What does a healing abutment actually cost? Somewhere between $50 and $300 — and on a lot of implant treatment plans, it’s quietly folded into a bigger fee you won’t see itemized. Knowing what it is keeps you from getting charged twice for the same little metal cap.
A healing abutment (sometimes called a healing cap or gingival former) is a small piece that screws onto your implant after it’s integrated. Its only job is to shape the gum tissue into the right contour before your permanent crown goes on.
Healing Abutment Pricing
| Item | Typical Cost |
|---|---|
| Healing abutment (the part itself) | $50–$300 |
| Placement appointment | $0–$200 (often bundled) |
| Custom gum-shaping abutment (complex case) | $200–$500 |
| Replacement if lost or loosened | $75–$250 |
In the big picture of dental implant cost, this is a minor line item. The reason it matters is billing clarity, not budget impact.
What It Does and When It Goes In
After your implant fuses to the bone, the surgeon swaps the buried cover screw (or the original healing cap) for a healing abutment that sticks up through the gum. Over the next two to four weeks, your gum heals around it, forming the natural-looking collar of tissue your final crown will emerge from.
If you had a two-stage implant, the healing abutment goes in right after the second-stage uncovering surgery. If you had a one-stage implant, it was placed at the original surgery and you may never see a separate charge.
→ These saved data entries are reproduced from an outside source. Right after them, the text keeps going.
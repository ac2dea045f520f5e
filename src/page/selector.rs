//! # Selector Subset
//!
//! Just enough CSS to express the candidate lists TV pages need:
//!
//! | Syntax          | Matches                                   |
//! |-----------------|-------------------------------------------|
//! | `tag`, `*`      | element name                              |
//! | `#id`           | id attribute                              |
//! | `.class`        | one entry of the class list               |
//! | `[attr]`        | attribute present                         |
//! | `[attr="v"]`    | attribute equals `v` (quotes optional)    |
//! | `[attr*="v"]`   | attribute contains `v`                    |
//!
//! Parts compound (`div[class*="play"].big`), and a comma separates
//! alternatives. Combinators (descendant, child, sibling) are not supported
//! and are rejected at parse time.

use std::fmt;

use crate::page::document::Node;

#[derive(Debug, Clone, PartialEq, Eq)]
enum AttrOp {
    Exists,
    Equals(String),
    Contains(String),
}

#[derive(Debug, Clone, PartialEq, Eq)]
enum Part {
    Id(String),
    Class(String),
    Attr { name: String, op: AttrOp },
}

/// One compound selector.
#[derive(Debug, Clone, PartialEq, Eq)]
pub struct Selector {
    tag: Option<String>,
    parts: Vec<Part>,
}

#[derive(Debug, Clone, PartialEq, Eq)]
pub struct SelectorError {
    pub input: String,
    pub reason: &'static str,
}

impl fmt::Display for SelectorError {
    fn fmt(&self, f: &mut fmt::Formatter<'_>) -> fmt::Result {
        write!(f, "invalid selector {:?}: {}", self.input, self.reason)
    }
}

impl std::error::Error for SelectorError {}

fn is_ident_char(c: char) -> bool {
    c.is_alphanumeric() || c == '-' || c == '_'
}

/// Parses a comma-separated selector list.
pub fn parse_list(input: &str) -> Result<Vec<Selector>, SelectorError> {
    input.split(',').map(|s| Selector::parse(s.trim())).collect()
}

impl Selector {
    pub fn parse(input: &str) -> Result<Self, SelectorError> {
        let err = |reason| SelectorError {
            input: input.to_string(),
            reason,
        };
        if input.is_empty() {
            return Err(err("empty selector"));
        }

        let mut chars = input.chars().peekable();
        let mut tag = None;
        let mut parts = Vec::new();

        if chars.peek() == Some(&'*') {
            chars.next();
        } else if chars.peek().is_some_and(|c| is_ident_char(*c)) {
            let mut name = String::new();
            while let Some(c) = chars.next_if(|c| is_ident_char(*c)) {
                name.push(c.to_ascii_lowercase());
            }
            tag = Some(name);
        }

        while let Some(c) = chars.next() {
            match c {
                '#' | '.' => {
                    let mut name = String::new();
                    while let Some(c) = chars.next_if(|c| is_ident_char(*c)) {
                        name.push(c);
                    }
                    if name.is_empty() {
                        return Err(err("expected a name after '#' or '.'"));
                    }
                    parts.push(if c == '#' {
                        Part::Id(name)
                    } else {
                        Part::Class(name)
                    });
                }
                '[' => {
                    let mut body = String::new();
                    loop {
                        match chars.next() {
                            Some(']') => break,
                            Some(c) => body.push(c),
                            None => return Err(err("unterminated '['")),
                        }
                    }
                    parts.push(parse_attr(body.trim()).ok_or_else(|| err("bad attribute test"))?);
                }
                c if c.is_whitespace() || matches!(c, '>' | '+' | '~') => {
                    return Err(err("combinators are not supported"));
                }
                _ => return Err(err("unexpected character")),
            }
        }

        Ok(Self { tag, parts })
    }

    pub fn matches(&self, node: &Node) -> bool {
        if let Some(tag) = &self.tag
            && !node.tag.eq_ignore_ascii_case(tag)
        {
            return false;
        }
        self.parts.iter().all(|part| match part {
            Part::Id(id) => node.id.as_deref() == Some(id.as_str()),
            Part::Class(class) => node.classes.iter().any(|c| c == class),
            Part::Attr { name, op } => match (node.attr(name), op) {
                (None, _) => false,
                (Some(_), AttrOp::Exists) => true,
                (Some(v), AttrOp::Equals(want)) => v == *want,
                (Some(v), AttrOp::Contains(want)) => !want.is_empty() && v.contains(want.as_str()),
            },
        })
    }
}

fn parse_attr(body: &str) -> Option<Part> {
    let (name, op) = match body.find('=') {
        None => (body, AttrOp::Exists),
        Some(eq) => {
            let value = unquote(body[eq + 1..].trim())?;
            match body[..eq].strip_suffix('*') {
                Some(name) => (name, AttrOp::Contains(value)),
                None => (&body[..eq], AttrOp::Equals(value)),
            }
        }
    };
    let name = name.trim();
    if name.is_empty() || !name.chars().all(is_ident_char) {
        return None;
    }
    Some(Part::Attr {
        name: name.to_ascii_lowercase(),
        op,
    })
}

fn unquote(raw: &str) -> Option<String> {
    for q in ['"', '\''] {
        if let Some(inner) = raw.strip_prefix(q) {
            return inner.strip_suffix(q).map(str::to_string);
        }
    }
    (!raw.is_empty() && raw.chars().all(is_ident_char)).then(|| raw.to_string())
}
The healing abutment is temporary — it shapes your gum, then gets removed and replaced by the final (permanent) abutment that holds your crown. Don’t confuse the two. Some treatment plans bundle the healing abutment into the implant fee; others itemize it. Ask which, so you’re not surprised by a $200 line you thought was already paid.
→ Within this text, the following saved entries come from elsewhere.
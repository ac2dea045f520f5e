//! # TUI Adapter
//!
//! The ratatui-specific layer. Handles terminal I/O, renders the page and
//! translates keyboard events into browser-style key names for the engine.
//!
//! This is the only module that knows about ratatui and crossterm.
//!
//! ## Redraw Strategy
//!
//! The loop redraws only after an event or a page mutation, and otherwise
//! sleeps up to 250ms in the event poll.
//!
//! ## Startup
//!
//! [`bootstrap::start`] can wait a long time for a page that never renders.
//! It runs against a ticker that redraws a waiting screen and drains input,
//! so `q` and Ctrl+C work from the first frame.
//!
//! ## Mutation Forwarding
//!
//! The page counts structural changes. Each pass drains that count and, when
//! it is non-zero, forwards one signal to [`Engine::on_mutation`], the same
//! way a mutation observer would batch a burst of DOM changes.

mod component;
mod components;
mod event;
mod ui;

use log::{debug, info, warn};
use std::io::stdout;
use std::time::Duration;

use crossterm::event::{
    KeyboardEnhancementFlags, PopKeyboardEnhancementFlags, PushKeyboardEnhancementFlags,
};
use crossterm::execute;

use crate::core::bootstrap::{self, BootstrapError, BootstrapTiming};
use crate::core::input::KeyOutcome;
use crate::core::{Engine, Host};
use crate::page::Page;
use crate::tui::event::{TuiEvent, poll_event_immediate, poll_event_timeout};

const IDLE_POLL: Duration = Duration::from_millis(250);
const STARTUP_TICK: Duration = Duration::from_millis(100);

struct TerminalModeGuard;

impl TerminalModeGuard {
    fn new() -> std::io::Result<Self> {
        // Event types are needed to tell key repeats from presses. Terminals
        // without the kitty protocol ignore the request.
        execute!(
            stdout(),
            PushKeyboardEnhancementFlags(
                KeyboardEnhancementFlags::DISAMBIGUATE_ESCAPE_CODES
                    | KeyboardEnhancementFlags::REPORT_EVENT_TYPES
            )
        )?;
        info!("Terminal modes enabled (keyboard enhancement)");
        Ok(Self)
    }
}

impl Drop for TerminalModeGuard {
    fn drop(&mut self) {
        let _ = execute!(stdout(), PopKeyboardEnhancementFlags);
    }
}

/// Forwards pending page mutations to the engine. Returns whether any
/// were pending.
fn sync_mutations(engine: &mut Engine<Page>) -> bool {
    let pending = engine.host_mut().take_mutations();
    if pending == 0 {
        return false;
    }
    let eligible = engine.on_mutation();
    debug!("{} page mutation(s), {} eligible elements", pending, eligible);
    true
}

/// Outcome of [`bootstrap::start`], or `None` when `tick` asked to stop first.
type Startup<E> = Option<Result<Option<E>, BootstrapError>>;

/// Runs the bootstrap while calling `tick` every `interval` (first call
/// immediately). `tick` returns `Ok(true)` to abandon startup.
async fn bootstrap_until_quit<H, F>(
    engine: &mut Engine<H>,
    timing: &BootstrapTiming,
    interval: Duration,
    mut tick: F,
) -> std::io::Result<Startup<H::Element>>
where
    H: Host,
    F: FnMut() -> std::io::Result<bool>,
{
    let startup = bootstrap::start(engine, timing);
    tokio::pin!(startup);
    let mut ticker = tokio::time::interval(interval);

    loop {
        tokio::select! {
            result = &mut startup => return Ok(Some(result)),
            _ = ticker.tick() => {
                if tick()? {
                    return Ok(None);
                }
            }
        }
    }
}

pub async fn run(mut engine: Engine<Page>, timing: BootstrapTiming) -> std::io::Result<()> {
    let mut terminal = ratatui::init();
    let _terminal_mode_guard = TerminalModeGuard::new();

    let title = engine.host().title().to_string();
    let startup = bootstrap_until_quit(&mut engine, &timing, STARTUP_TICK, || {
        terminal.draw(|f| ui::draw_waiting(f, &title))?;
        Ok(std::iter::from_fn(poll_event_immediate).any(|event| event == TuiEvent::Quit))
    })
    .await;

    match startup {
        Ok(Some(Ok(Some(first)))) => info!("Initial focus on {:?}", first),
        Ok(Some(Ok(None))) => info!("Bootstrap found nothing to focus"),
        Ok(Some(Err(e))) => warn!("Bootstrap failed: {}", e),
        Ok(None) => {
            info!("Quit requested during startup");
            ratatui::restore();
            return Ok(());
        }
        Err(e) => {
            ratatui::restore();
            return Err(e);
        }
    }
    // The bootstrap refresh already saw the initial document
    engine.host_mut().take_mutations();

    let mut needs_redraw = true;
    let result = loop {
        if sync_mutations(&mut engine) {
            needs_redraw = true;
        }

        if needs_redraw {
            if let Err(e) = terminal.draw(|f| ui::draw_ui(f, &engine)) {
                break Err(e);
            }
            needs_redraw = false;
        }

        let first_event = poll_event_timeout(IDLE_POLL);
        if first_event.is_some() {
            needs_redraw = true;
        }

        // Drain everything pending before the next draw
        let mut should_quit = false;
        for event in first_event
            .into_iter()
            .chain(std::iter::from_fn(poll_event_immediate))
        {
            match event {
                TuiEvent::Quit => {
                    should_quit = true;
                    break;
                }
                TuiEvent::Resize => {}
                TuiEvent::Key(key) => {
                    if let KeyOutcome::Handled { command, .. } = engine.handle_key(&key) {
                        debug!("{:?} handled as {:?}", key.key, command);
                    }
                    // Activation may navigate; refresh before the next key
                    sync_mutations(&mut engine);
                }
            }
        }

        if should_quit {
            info!("Quit requested");
            break Ok(());
        }
    };

    ratatui::restore();
    result
}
Healing Abutment vs Permanent Abutment
This trips people up constantly. There are two different abutments in an implant:
Healing abutment — temporary, shapes the gum, removed before the crown.
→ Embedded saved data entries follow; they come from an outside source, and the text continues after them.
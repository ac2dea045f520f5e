use ratatui::Frame;
use ratatui::layout::{Alignment, Rect};
use ratatui::style::{Color, Modifier, Style};
use ratatui::widgets::{Block, BorderType, Clear, Paragraph};

use crate::core::geometry::Rect as PageRect;
use crate::tui::component::Component;

/// One navigable element as the view draws it.
#[derive(Debug, Clone, PartialEq)]
pub struct ElementBox {
    pub label: String,
    pub rect: PageRect,
    pub focused: bool,
}

/// Draws the eligible elements as bordered boxes, scaled from page
/// coordinates to fit the area.
///
/// # Scaling
///
/// The page extent is the furthest right and bottom edge of any box. Both
/// axes scale independently, so a 1280x720 page fills an 80x24 area. Boxes
/// are at least 2x2 cells so a border always shows.
///
/// The focused box is drawn last, on top of anything it overlaps (the play
/// overlay covers its media container exactly).
pub struct PageView {
    pub boxes: Vec<ElementBox>,
}

impl PageView {
    pub fn new(boxes: Vec<ElementBox>) -> Self {
        Self { boxes }
    }

    /// Maps a page rectangle onto terminal cells inside `area`.
    fn to_cells(rect: &PageRect, area: Rect, scale_x: f64, scale_y: f64) -> Rect {
        let x = area.x + (rect.left.max(0.0) * scale_x).floor() as u16;
        let y = area.y + (rect.top.max(0.0) * scale_y).floor() as u16;
        let width = ((rect.width * scale_x).round() as u16).max(2);
        let height = ((rect.height * scale_y).round() as u16).max(2);
        Rect::new(x, y, width, height).intersection(area)
    }
}

impl Component for PageView {
    fn render(&mut self, frame: &mut Frame, area: Rect) {
        if self.boxes.is_empty() {
            let empty = Paragraph::new("No navigable elements")
                .alignment(Alignment::Center)
                .style(Style::default().fg(Color::DarkGray));
            frame.render_widget(empty, area);
            return;
        }

        let extent_x = self
            .boxes
            .iter()
            .map(|b| b.rect.right())
            .fold(1.0, f64::max);
        let extent_y = self
            .boxes
            .iter()
            .map(|b| b.rect.bottom())
            .fold(1.0, f64::max);
        let scale_x = f64::from(area.width) / extent_x;
        let scale_y = f64::from(area.height) / extent_y;

        let (focused, rest): (Vec<&ElementBox>, Vec<&ElementBox>) =
            self.boxes.iter().partition(|b| b.focused);

        for element in rest.into_iter().chain(focused) {
            let cells = Self::to_cells(&element.rect, area, scale_x, scale_y);
            if cells.is_empty() {
                continue;
            }
            let block = if element.focused {
                Block::bordered()
                    .border_type(BorderType::Thick)
                    .border_style(
                        Style::default()
                            .fg(Color::Green)
                            .add_modifier(Modifier::BOLD),
                    )
            } else {
                Block::bordered().border_style(Style::default().fg(Color::Gray))
            };
            let label = Paragraph::new(element.label.as_str())
                .alignment(Alignment::Center)
                .block(block);

            frame.render_widget(Clear, cells);
            frame.render_widget(label, cells);
        }
    }
}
Final/permanent abutment — the connector that actually supports your crown. This is the pricier one, covered in implant abutment and crown cost, running several hundred dollars on its own.
When a clinic quotes “the abutment,” clarify which they mean. The healing abutment is cheap; the final abutment is not.
Don’t ignore a loose or lost healing abutment. If it falls out, gum tissue can quickly grow over the implant opening, sometimes requiring a minor re-uncovering to expose it again. Call your dentist the same day if it comes loose — a quick reseating beats another small surgery.
Why Some Cases Cost More
A standard stock healing abutment is inexpensive. But in the front of the mouth, where gum aesthetics matter, your dentist may use a custom or anatomically contoured healing abutment to sculpt a natural emergence profile. That customization runs $200–$500 and is genuinely worth it for visible teeth.
Does Insurance Cover It?
Usually it’s wrapped into the implant or restorative codes rather than billed alone, so it rarely shows up as its own insurance claim. Understanding how dental insurance works helps you read your explanation of benefits — but for most patients this part is too small to fight over.
Avoiding Double Charges
- Ask whether the healing abutment is included in your implant fee.
- Get the plan itemized so you can see each abutment listed once.
- Confirm the final abutment is separate — that’s the one to budget for.
- Keep your healing-stage appointments so the gum shapes correctly the first time.
Bottom Line
A healing abutment costs $50–$300, sometimes more for custom front-tooth cases — but it’s often bundled into your overall implant fee. Its job is purely to shape your gum before the permanent crown. The smart move is simply asking your dentist whether it’s itemized or included, so this tiny part doesn’t turn into a surprise charge.
Frequently Asked Questions
A healing abutment typically costs $50 to $300 as a standalone charge, though many dental offices bundle it into the implant restoration fee so you never see it itemized separately. If your treatment plan lists implant placement and restoration without a separate line item for the healing abutment, that cost is likely already included in the total quoted price.
Most dental insurance plans do not cover healing abutments as a separate benefit since they are considered part of the implant restoration process, which many plans classify as a cosmetic procedure with limited or no coverage. You should verify with your specific insurance provider, as some plans cover 50% of implant-related costs after meeting your deductible, which may include the abutment fee.
The healing abutment is placed after your implant has integrated into the jawbone, typically 3 to 6 months after implant insertion, and remains on for 2 to 8 weeks while your gum tissue shapes itself around it. Once the gum has properly formed, your dentist removes the healing abutment and replaces it with the permanent crown abutment.